WHAT TO PRODUCE
Reproduce precisely the lines between the start of the data below and the line with "pub enum SnapshotReason", both included.

SUPPLIED INFORMATION section start

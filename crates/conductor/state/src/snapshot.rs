//! Workflow state snapshots.
//!
//! A snapshot is an immutable deep copy of a [`WorkflowState`] together with
//! the metadata needed to walk the per-workflow chain backwards. Snapshots
//! carry an integrity hash over their canonical JSON form.

use chrono::{DateTime, Utc};
use conductor_types::{SnapshotId, WorkflowId, WorkflowState};
use serde::{Deserialize, Serialize};

use crate::error::Result;

/// Reason for creating a snapshot.
#[derive(Debug, Clone, Copy, PartialEq, Eq, Hash, Serialize, Deserialize)]
#[serde(rename_all = "kebab-case")]
pub enum SnapshotReason {
    /// Taken automatically before every state update.
    PreUpdate,
    /// Explicit request through the public API.
    Manual,
    /// Taken by the orchestrator before running steps.
    Checkpoint,
    /// Taken before a workflow is reset to `pending`.
    PreReset,
}

impl std::fmt::Display for SnapshotReason {
    fn fmt(&self, f: &mut std::fmt::Formatter<'_>) -> std::fmt::Result {
        match self {
            SnapshotReason::PreUpdate => write!(f, "pre-update"),
            SnapshotReason::Manual => write!(f, "manual"),
            SnapshotReason::Checkpoint => write!(f, "checkpoint"),
            SnapshotReason::PreReset => write!(f, "pre-reset"),
        }
    }
}

/// Metadata about a snapshot, without the captured state.
#[derive(Debug, Clone, PartialEq, Serialize, Deserialize)]
#[serde(rename_all = "camelCase")]
pub struct SnapshotMetadata {
    pub id: SnapshotId,

    pub workflow_id: WorkflowId,

    /// Position in the workflow's snapshot chain, starting at 1.
    pub version: u64,

    pub reason: SnapshotReason,

    /// Component or caller that asked for the snapshot.
    pub triggered_by: String,

    /// The snapshot taken just before this one, if any.
    pub previous_snapshot_id: Option<SnapshotId>,

    pub created_at: DateTime<Utc>,
}

/// Immutable point-in-time copy of a workflow state.
#[derive(Debug, Clone, PartialEq, Serialize, Deserialize)]
#[serde(rename_all = "camelCase")]
pub struct WorkflowStateSnapshot {
    pub metadata: SnapshotMetadata,

    pub state: WorkflowState,

    /// Base64 SHA-256 over the canonical JSON of `metadata` and `state`.
    pub integrity_hash: String,
}

impl WorkflowStateSnapshot {
    /// Capture `state`, sealing it with an integrity hash.
    pub fn capture(state: WorkflowState, metadata: SnapshotMetadata) -> Result<Self> {
        let mut snapshot = Self {
            metadata,
            state,
            integrity_hash: String::new(),
        };
        snapshot.integrity_hash = snapshot.calculate_hash()?;
        Ok(snapshot)
    }

    pub fn id(&self) -> SnapshotId {
        self.metadata.id
    }

    pub fn version(&self) -> u64 {
        self.metadata.version
    }

    pub fn created_at(&self) -> DateTime<Utc> {
        self.metadata.created_at
    }

    /// Calculate the integrity hash of the snapshot contents.
    pub fn calculate_hash(&self) -> Result<String> {
        use base64::Engine;
        use sha2::{Digest, Sha256};

        // serde_json::Value orders object keys, so map iteration order does not leak in
        let canonical = serde_json::to_value((&self.metadata, &self.state))?;
        let bytes = serde_json::to_vec(&canonical)?;

        let mut hasher = Sha256::new();
        hasher.update(&bytes);
        Ok(base64::engine::general_purpose::STANDARD.encode(hasher.finalize()))
    }

    /// Verify the snapshot has not been altered since capture.
    pub fn verify_integrity(&self) -> bool {
        self.calculate_hash()
            .map(|h| h == self.integrity_hash)
            .unwrap_or(false)
    }
}
//! Workflow state: the authoritative record of one workflow instance
//!
//! [`WorkflowState`] is owned by the state store. Callers change it through
//! [`StateUpdate`], a partial update that is shallow-merged into the current
//! state (metadata is merged one level deeper).

use crate::ids::{StepId, TaskId, WorkflowId};
use crate::step::{StepConfig, StepResult};
use crate::task::{Agent, Task, TaskPhase};
use chrono::{DateTime, Utc};
use serde::{Deserialize, Serialize};
use std::collections::{BTreeMap, HashMap};

// ── Status ───────────────────────────────────────────────────────────

/// Lifecycle status of a workflow
#[derive(Clone, Copy, Debug, Default, PartialEq, Eq, Hash, Serialize, Deserialize)]
#[serde(rename_all = "lowercase")]
pub enum WorkflowStatus {
    #[default]
    Pending,
    Running,
    Paused,
    Completed,
    Failed,
}

impl WorkflowStatus {
    pub const ALL: [WorkflowStatus; 5] = [
        Self::Pending,
        Self::Running,
        Self::Paused,
        Self::Completed,
        Self::Failed,
    ];

    pub fn is_terminal(&self) -> bool {
        matches!(self, Self::Completed | Self::Failed)
    }

    /// Whether the orchestrator may move a workflow from `self` to `next`
    pub fn can_transition_to(&self, next: WorkflowStatus) -> bool {
        use WorkflowStatus::*;
        match (self, next) {
            (Pending, Running | Failed) => true,
            (Running, Paused | Completed | Failed) => true,
            (Paused, Running | Failed) => true,
            // stop
            (Pending | Paused, Completed) => true,
            // resume after failure replays the failed step
            (Failed, Running) => true,
            // manual reset
            (Completed | Failed, Pending) => true,
            _ => false,
        }
    }

    pub fn as_str(&self) -> &'static str {
        match self {
            Self::Pending => "pending",
            Self::Running => "running",
            Self::Paused => "paused",
            Self::Completed => "completed",
            Self::Failed => "failed",
        }
    }
}

impl std::fmt::Display for WorkflowStatus {
    fn fmt(&self, f: &mut std::fmt::Formatter<'_>) -> std::fmt::Result {
        f.write_str(self.as_str())
    }
}

// ── Accumulators ─────────────────────────────────────────────────────

/// One recorded failure; the error list is append-only
#[derive(Clone, Debug, PartialEq, Serialize, Deserialize)]
#[serde(rename_all = "camelCase")]
pub struct ErrorRecord {
    pub step_id: Option<StepId>,
    /// Error category, e.g. `execution` or `agent`
    pub kind: String,
    pub message: String,
    pub timestamp: DateTime<Utc>,
    pub context: Option<serde_json::Value>,
}

impl ErrorRecord {
    pub fn new(kind: impl Into<String>, message: impl Into<String>) -> Self {
        Self {
            step_id: None,
            kind: kind.into(),
            message: message.into(),
            timestamp: Utc::now(),
            context: None,
        }
    }

    pub fn for_step(mut self, step_id: StepId) -> Self {
        self.step_id = Some(step_id);
        self
    }

    pub fn with_context(mut self, context: serde_json::Value) -> Self {
        self.context = Some(context);
        self
    }
}

/// Token and spend accounting
#[derive(Clone, Debug, PartialEq, Serialize, Deserialize)]
#[serde(rename_all = "camelCase")]
pub struct CostDetails {
    pub total_cost: f64,
    pub currency: String,
    pub prompt_tokens: i64,
    pub completion_tokens: i64,
    pub total_tokens: i64,
    #[serde(default)]
    pub cost_by_step: BTreeMap<StepId, f64>,
}

impl Default for CostDetails {
    fn default() -> Self {
        Self {
            total_cost: 0.0,
            currency: "USD".to_string(),
            prompt_tokens: 0,
            completion_tokens: 0,
            total_tokens: 0,
            cost_by_step: BTreeMap::new(),
        }
    }
}

/// Performance, resource and usage counters for a workflow
#[derive(Clone, Debug, Default, PartialEq, Serialize, Deserialize)]
pub struct WorkflowMetrics {
    pub performance: PerformanceMetrics,
    pub resources: ResourceMetrics,
    pub usage: UsageMetrics,
}

#[derive(Clone, Debug, Default, PartialEq, Serialize, Deserialize)]
#[serde(rename_all = "camelCase")]
pub struct PerformanceMetrics {
    pub total_duration_ms: f64,
    pub average_step_duration_ms: f64,
    pub completed_steps: i64,
    pub failed_steps: i64,
    pub measured_at: Option<DateTime<Utc>>,
}

#[derive(Clone, Debug, Default, PartialEq, Serialize, Deserialize)]
#[serde(rename_all = "camelCase")]
pub struct ResourceMetrics {
    pub cpu_usage_percent: f64,
    pub memory_usage_mb: f64,
    pub active_agents: i64,
    pub measured_at: Option<DateTime<Utc>>,
}

#[derive(Clone, Debug, Default, PartialEq, Serialize, Deserialize)]
#[serde(rename_all = "camelCase")]
pub struct UsageMetrics {
    pub step_executions: i64,
    pub task_count: i64,
    pub api_calls: i64,
    pub success_rate_percent: f64,
    pub measured_at: Option<DateTime<Utc>>,
}

/// Timestamps plus a free-form bag of caller data
#[derive(Clone, Debug, PartialEq, Serialize, Deserialize)]
#[serde(rename_all = "camelCase")]
pub struct WorkflowMetadata {
    pub created_at: DateTime<Utc>,
    pub last_updated: DateTime<Utc>,
    pub start_time: Option<DateTime<Utc>>,
    pub pause_time: Option<DateTime<Utc>>,
    pub resume_time: Option<DateTime<Utc>>,
    pub end_time: Option<DateTime<Utc>>,
    /// Inputs of the last invocation, replayed by resume
    pub last_inputs: Option<serde_json::Value>,
    #[serde(default)]
    pub extra: BTreeMap<String, serde_json::Value>,
}

impl WorkflowMetadata {
    pub fn new() -> Self {
        let now = Utc::now();
        Self {
            created_at: now,
            last_updated: now,
            start_time: None,
            pause_time: None,
            resume_time: None,
            end_time: None,
            last_inputs: None,
            extra: BTreeMap::new(),
        }
    }
}

impl Default for WorkflowMetadata {
    fn default() -> Self {
        Self::new()
    }
}

// ── Workflow State ───────────────────────────────────────────────────

/// Full state of one workflow instance
#[derive(Clone, Debug, PartialEq, Serialize, Deserialize)]
#[serde(rename_all = "camelCase")]
pub struct WorkflowState {
    pub id: WorkflowId,
    /// Same value as `id`
    pub workflow_id: WorkflowId,
    pub name: String,
    pub status: WorkflowStatus,
    pub steps: Vec<StepConfig>,
    /// `-1 ..= steps.len()`; `steps.len()` means every step has run
    pub current_step_index: i64,
    pub step_results: HashMap<StepId, StepResult>,
    pub assigned_agents: HashMap<StepId, Agent>,
    pub pending_tasks: Vec<Task>,
    pub active_tasks: Vec<Task>,
    pub completed_tasks: Vec<Task>,
    pub errors: Vec<ErrorRecord>,
    pub cost_details: CostDetails,
    pub metrics: WorkflowMetrics,
    pub metadata: WorkflowMetadata,
}

impl WorkflowState {
    /// A fresh `pending` state positioned at the first step
    pub fn new(workflow_id: WorkflowId, name: impl Into<String>, steps: Vec<StepConfig>) -> Self {
        Self {
            id: workflow_id.clone(),
            workflow_id,
            name: name.into(),
            status: WorkflowStatus::Pending,
            steps,
            current_step_index: 0,
            step_results: HashMap::new(),
            assigned_agents: HashMap::new(),
            pending_tasks: Vec::new(),
            active_tasks: Vec::new(),
            completed_tasks: Vec::new(),
            errors: Vec::new(),
            cost_details: CostDetails::default(),
            metrics: WorkflowMetrics::default(),
            metadata: WorkflowMetadata::new(),
        }
    }

    /// The step at `current_step_index`, if the index points at one
    pub fn current_step(&self) -> Option<&StepConfig> {
        usize::try_from(self.current_step_index)
            .ok()
            .and_then(|i| self.steps.get(i))
    }

    pub fn step_index(&self, step_id: &StepId) -> Option<usize> {
        self.steps.iter().position(|s| &s.id == step_id)
    }

    pub fn is_complete(&self) -> bool {
        self.current_step_index >= self.steps.len() as i64
    }

    /// Locate a task across the three partitions
    pub fn find_task(&self, task_id: &TaskId) -> Option<(TaskPhase, &Task)> {
        self.pending_tasks
            .iter()
            .find(|t| &t.id == task_id)
            .map(|t| (TaskPhase::Pending, t))
            .or_else(|| {
                self.active_tasks
                    .iter()
                    .find(|t| &t.id == task_id)
                    .map(|t| (TaskPhase::Active, t))
            })
            .or_else(|| {
                self.completed_tasks
                    .iter()
                    .find(|t| &t.id == task_id)
                    .map(|t| (TaskPhase::Completed, t))
            })
    }

    /// Remove a task from whichever partition holds it
    pub fn take_task(&mut self, task_id: &TaskId) -> Option<Task> {
        for partition in [
            &mut self.pending_tasks,
            &mut self.active_tasks,
            &mut self.completed_tasks,
        ] {
            if let Some(pos) = partition.iter().position(|t| &t.id == task_id) {
                return Some(partition.remove(pos));
            }
        }
        None
    }

    /// Insert or replace a task, filing it under the partition its status maps to
    pub fn place_task(&mut self, task: Task) {
        self.take_task(&task.id);
        match task.status.phase() {
            TaskPhase::Pending => self.pending_tasks.push(task),
            TaskPhase::Active => self.active_tasks.push(task),
            TaskPhase::Completed => self.completed_tasks.push(task),
        }
    }

    /// Shallow-merge a partial update; metadata merges field by field
    pub fn apply(&mut self, update: StateUpdate) {
        let StateUpdate {
            name,
            status,
            current_step_index,
            step_results,
            assigned_agents,
            pending_tasks,
            active_tasks,
            completed_tasks,
            errors,
            cost_details,
            metrics,
            metadata,
        } = update;

        if let Some(name) = name {
            self.name = name;
        }
        if let Some(status) = status {
            self.status = status;
        }
        if let Some(index) = current_step_index {
            self.current_step_index = index;
        }
        if let Some(results) = step_results {
            self.step_results = results;
        }
        if let Some(agents) = assigned_agents {
            self.assigned_agents = agents;
        }
        if let Some(tasks) = pending_tasks {
            self.pending_tasks = tasks;
        }
        if let Some(tasks) = active_tasks {
            self.active_tasks = tasks;
        }
        if let Some(tasks) = completed_tasks {
            self.completed_tasks = tasks;
        }
        if let Some(errors) = errors {
            self.errors = errors;
        }
        if let Some(cost) = cost_details {
            self.cost_details = cost;
        }
        if let Some(metrics) = metrics {
            self.metrics = metrics;
        }
        if let Some(patch) = metadata {
            patch.merge_into(&mut self.metadata);
        }
    }
}

// ── Partial Updates ──────────────────────────────────────────────────

/// Partial update of a [`WorkflowState`]; `None` fields are left untouched.
///
/// `steps` and identity fields are deliberately absent: they are fixed at
/// initialization.
#[derive(Clone, Debug, Default, PartialEq, Serialize, Deserialize)]
#[serde(rename_all = "camelCase", default)]
pub struct StateUpdate {
    pub name: Option<String>,
    pub status: Option<WorkflowStatus>,
    pub current_step_index: Option<i64>,
    pub step_results: Option<HashMap<StepId, StepResult>>,
    pub assigned_agents: Option<HashMap<StepId, Agent>>,
    pub pending_tasks: Option<Vec<Task>>,
    pub active_tasks: Option<Vec<Task>>,
    pub completed_tasks: Option<Vec<Task>>,
    pub errors: Option<Vec<ErrorRecord>>,
    pub cost_details: Option<CostDetails>,
    pub metrics: Option<WorkflowMetrics>,
    pub metadata: Option<MetadataPatch>,
}

impl StateUpdate {
    pub fn new() -> Self {
        Self::default()
    }

    pub fn is_empty(&self) -> bool {
        self == &Self::default()
    }

    pub fn with_name(mut self, name: impl Into<String>) -> Self {
        self.name = Some(name.into());
        self
    }

    pub fn with_status(mut self, status: WorkflowStatus) -> Self {
        self.status = Some(status);
        self
    }

    pub fn with_current_step_index(mut self, index: i64) -> Self {
        self.current_step_index = Some(index);
        self
    }

    pub fn with_step_results(mut self, results: HashMap<StepId, StepResult>) -> Self {
        self.step_results = Some(results);
        self
    }

    pub fn with_assigned_agents(mut self, agents: HashMap<StepId, Agent>) -> Self {
        self.assigned_agents = Some(agents);
        self
    }

    /// Replace all three task partitions at once
    pub fn with_tasks(mut self, pending: Vec<Task>, active: Vec<Task>, completed: Vec<Task>) -> Self {
        self.pending_tasks = Some(pending);
        self.active_tasks = Some(active);
        self.completed_tasks = Some(completed);
        self
    }

    pub fn with_errors(mut self, errors: Vec<ErrorRecord>) -> Self {
        self.errors = Some(errors);
        self
    }

    pub fn with_cost_details(mut self, cost: CostDetails) -> Self {
        self.cost_details = Some(cost);
        self
    }

    pub fn with_metrics(mut self, metrics: WorkflowMetrics) -> Self {
        self.metrics = Some(metrics);
        self
    }

    pub fn with_metadata(mut self, patch: MetadataPatch) -> Self {
        self.metadata = Some(patch);
        self
    }
}

/// Field-level patch for [`WorkflowMetadata`]; `extra` merges key by key
#[derive(Clone, Debug, Default, PartialEq, Serialize, Deserialize)]
#[serde(rename_all = "camelCase", default)]
pub struct MetadataPatch {
    pub start_time: Option<DateTime<Utc>>,
    pub pause_time: Option<DateTime<Utc>>,
    pub resume_time: Option<DateTime<Utc>>,
    pub end_time: Option<DateTime<Utc>>,
    pub last_inputs: Option<serde_json::Value>,
    pub extra: BTreeMap<String, serde_json::Value>,
}

impl MetadataPatch {
    pub fn new() -> Self {
        Self::default()
    }

    pub fn start_time(mut self, at: DateTime<Utc>) -> Self {
        self.start_time = Some(at);
        self
    }

    pub fn pause_time(mut self, at: DateTime<Utc>) -> Self {
        self.pause_time = Some(at);
        self
    }

    pub fn resume_time(mut self, at: DateTime<Utc>) -> Self {
        self.resume_time = Some(at);
        self
    }

    pub fn end_time(mut self, at: DateTime<Utc>) -> Self {
        self.end_time = Some(at);
        self
    }

    pub fn last_inputs(mut self, inputs: serde_json::Value) -> Self {
        self.last_inputs = Some(inputs);
        self
    }

    pub fn extra(mut self, key: impl Into<String>, value: serde_json::Value) -> Self {
        self.extra.insert(key.into(), value);
        self
    }

    fn merge_into(self, metadata: &mut WorkflowMetadata) {
        if let Some(at) = self.start_time {
            metadata.start_time = Some(at);
        }
        if let Some(at) = self.pause_time {
            metadata.pause_time = Some(at);
        }
        if let Some(at) = self.resume_time {
            metadata.resume_time = Some(at);
        }
        if let Some(at) = self.end_time {
            metadata.end_time = Some(at);
        }
        if let Some(inputs) = self.last_inputs {
            metadata.last_inputs = Some(inputs);
        }
        metadata.extra.extend(self.extra);
    }
}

SUPPLIED INFORMATION section end

TASK RESPONSE
filename crates/conductor/state/src/snapshot.rs
//! Workflow state snapshots.
//!
//! A snapshot is an immutable deep copy of a [`WorkflowState`] together with
//! the metadata needed to walk the per-workflow chain backwards. Snapshots
//! carry an integrity hash over their canonical JSON form.

use chrono::{DateTime, Utc};
use conductor_types::{SnapshotId, WorkflowId, WorkflowState};
use serde::{Deserialize, Serialize};

use crate::error::Result;

/// Reason for creating a snapshot.
#[derive(Debug, Clone, Copy, PartialEq, Eq, Hash, Serialize, Deserialize)]
#[serde(rename_all = "kebab-case")]
pub enum SnapshotReason {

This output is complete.